# Shivering even though its warm?



## mzunderstood09 (Feb 22, 2012)

So I was cuddling with Zorro today, and I have been kinda busy the last few days so my boyfriend has been doing most of the playing and spending time with him to keep him happy, but today I got out of class earlier than usual and with no other commitments other than some studying I decided to sit with Zorro in the kitchen while my boyfriend worked on a project. 

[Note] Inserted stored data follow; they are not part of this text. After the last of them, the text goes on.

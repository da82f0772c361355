//! Diagnostic logging on stderr via `tracing`
//!
//! stdout is reserved for the success line and fatal errors, so every
//! progress or warning event goes to stderr.

use tracing_subscriber::{fmt, layer::SubscriberExt, util::SubscriberInitExt, EnvFilter, Registry};

/// Environment variable holding a `tracing` filter directive
pub const LOG_ENV: &str = "MOSAIC_README_LOG";

/// Install the global subscriber. Safe to call more than once; later calls are no-ops.
pub fn init(verbose: bool) {
    let _ = Registry::default()
        .with(build_env_filter(verbose))
        .with(
            fmt::layer()
                .with_target(false)
                .without_time()
                .with_writer(std::io::stderr),
        )
        .try_init();
}

/// `MOSAIC_README_LOG` wins; otherwise `debug` when verbose, `warn` by default
fn build_env_filter(verbose: bool) -> EnvFilter {
    if let Ok(filter) = EnvFilter::try_from_env(LOG_ENV) {
        return filter;
    }

    let level = if verbose { "debug" } else { "warn" };
    EnvFilter::new(format!("warn,mosaic_readme={}", level))
}
//! Text templates in the `{{ .Field }}` dialect of Go's `text/template`.
//!
//! Only the subset README templates use is supported: field and map-key
//! chains, variables, string/number/bool literals, parenthesized pipelines,
//! `|` pipes, the `index len eq ne not and or` functions, `if`/`else if`/
//! `else`, `range` (with `$k, $v :=` declarations), comments and `{{-`/`-}}`
//! whitespace trimming. Data is anything `Serialize`; it is converted to a
//! JSON value tree before execution, so maps iterate in sorted key order.

use serde::Serialize;
use serde_json::{Number, Value};
use std::fs;
use std::io::{self, Write};
use std::path::{Path, PathBuf};
use thiserror::Error;

const LEFT_DELIM: &str = "{{";
const RIGHT_DELIM: &str = "}}";
const NO_VALUE: &str = "<no value>";
const FUNCS: &[&str] = &["index", "len", "eq", "ne", "not", "and", "or"];

#[derive(Debug, Error)]
pub enum TemplateError {
    #[error("failed to read template {}: {source}", path.display())]
    Read {
        path: PathBuf,
        #[source]
        source: io::Error,
    },

    #[error("template: {name}:{line}: {message}")]
    Parse {
        name: String,
        line: usize,
        message: String,
    },

    #[error("template: {name}:{line}: executing: {message}")]
    Exec {
        name: String,
        line: usize,
        message: String,
    },

    #[error("template data could not be serialized: {0}")]
    Data(#[from] serde_json::Error),

    #[error("failed to write template output: {0}")]
    Io(#[from] io::Error),
}

/// A parsed template, ready to execute any number of times
#[derive(Debug, Clone)]
pub struct Template {
    name: String,
    nodes: Vec<Node>,
}

#[derive(Debug, Clone)]
enum Node {
    Text(String),
    Print {
        line: usize,
        pipe: Pipeline,
    },
    If {
        line: usize,
        cond: Pipeline,
        then: Vec<Node>,
        otherwise: Vec<Node>,
    },
    Range {
        line: usize,
        key: Option<String>,
        value: Option<String>,
        pipe: Pipeline,
        body: Vec<Node>,
        otherwise: Vec<Node>,
    },
}

#[derive(Debug, Clone)]
struct Pipeline {
    commands: Vec<Command>,
}

#[derive(Debug, Clone)]
struct Command {
    args: Vec<Arg>,
}

#[derive(Debug, Clone)]
enum Arg {
    Dot,
    Field(Vec<String>),
    Var(String, Vec<String>),
    Literal(Value),
    Func(String),
    Sub(Pipeline, Vec<String>),
}

impl Template {
    /// Parse `source`; `name` only appears in error messages
    pub fn parse(name: &str, source: &str) -> Result<Self, TemplateError> {
        let items = lex(name, source)?;
        let mut parser = Parser {
            name,
            items: items.into_iter(),
        };

        let nodes = match parser.parse_list()? {
            (nodes, Stop::Eof) => nodes,
            (_, Stop::End { line }) => return Err(parser.error(line, "unexpected {{end}}")),
            (_, Stop::Else { line, .. }) => return Err(parser.error(line, "unexpected {{else}}")),
        };

        Ok(Self {
            name: name.to_string(),
            nodes,
        })
    }

    /// Read and parse a template file, named after its file name
    pub fn parse_file(path: &Path) -> Result<Self, TemplateError> {
        let source = fs::read_to_string(path).map_err(|source| TemplateError::Read {
            path: path.to_path_buf(),
            source,
        })?;
        let name = path
            .file_name()
            .map(|n| n.to_string_lossy().to_string())
            .unwrap_or_else(|| path.display().to_string());
        Self::parse(&name, &source)
    }

    pub fn name(&self) -> &str {
        &self.name
    }

    /// Execute the template against `data`, writing into `out`
    pub fn execute<W, T>(&self, out: &mut W, data: &T) -> Result<(), TemplateError>
    where
        W: Write,
        T: Serialize + ?Sized,
    {
        let root = serde_json::to_value(data)?;
        let mut exec = Executor {
            name: &self.name,
            out,
            vars: vec![(String::new(), root.clone())],
        };
        exec.walk(&self.nodes, &root)
    }

    /// Execute the template into a string
    pub fn render<T>(&self, data: &T) -> Result<String, TemplateError>
    where
        T: Serialize + ?Sized,
    {
        let mut buf = Vec::new();
        self.execute(&mut buf, data)?;
        Ok(String::from_utf8_lossy(&buf).into_owned())
    }
}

The entire time Zorro hardly moved from the same position in my arms and he just kinda sat and shivered, but it's a beautiful mid-60 degree day and if anything it is a little snug in the house and he didn't feel cold on his tail, ears, or feet. I was just wondering why he was shivering though. Any thoughts?


----------



## halfmoon (Mar 29, 2010)

My one boy does that when my mom holds him. He loves her, so I think it's his way of saying "I love you so much and I'm glad you're giving me skritches."


----------



## Flashygrrl (Feb 8, 2012)

Are you sure he wasn't bruxing? Did you happen to notice what his eyes were doing at the time? Did you hear a grinding noise? Sometimes they can get the hiccups, too and with those you shouldn't hear any noise.


----------



## halfmoon (Mar 29, 2010)

My boy doesn't grind his teeth and his eyes don't boggle, but it almost sounds like he's sucking in air and pushing it out through his teeth really fast. And his whole body shakes.


----------



## mzunderstood09 (Feb 22, 2012)

No eye boggling or bruxing or any noise at all. He was just very still and shivering. Like he explored me for a little bit but that only took a minute and then he settled in and it was just shivers or shaking. But I listened for noise and looked at his eyes. No hiccups either.


----------



## BigBen (Nov 22, 2011)

I don't believe it is a sign of anything wrong, but if you are concerned, a visit to the vet could put your mind at ease. My rats don't usually shiver like that when I am holding them, but sometimes they come up next to me during play time and shiver while they cuddle, usually under the comforter. So it's probably a sign of enjoyment, not cold.


----------



## mzunderstood09 (Feb 22, 2012)

It only happens when he's being held. My boyfriend says that he's fine running around, and I have never seen him shiver before, but I guess it's usually when he's being held. So this means he really loves when we hold him?


----------



## Sunpure (Aug 26, 2011)

Sometimes shivering is a sign of nervousness. It may be that he's not too used to your mother, and shivers because he's mildly nervous or anxious.


----------



## lilspaz68 (Feb 24, 2007)

New rats or anxious rats will shiver with nervousness...its what it sounds like to me. Cover him up so he feels more secure and he should be okay in awhile.


----------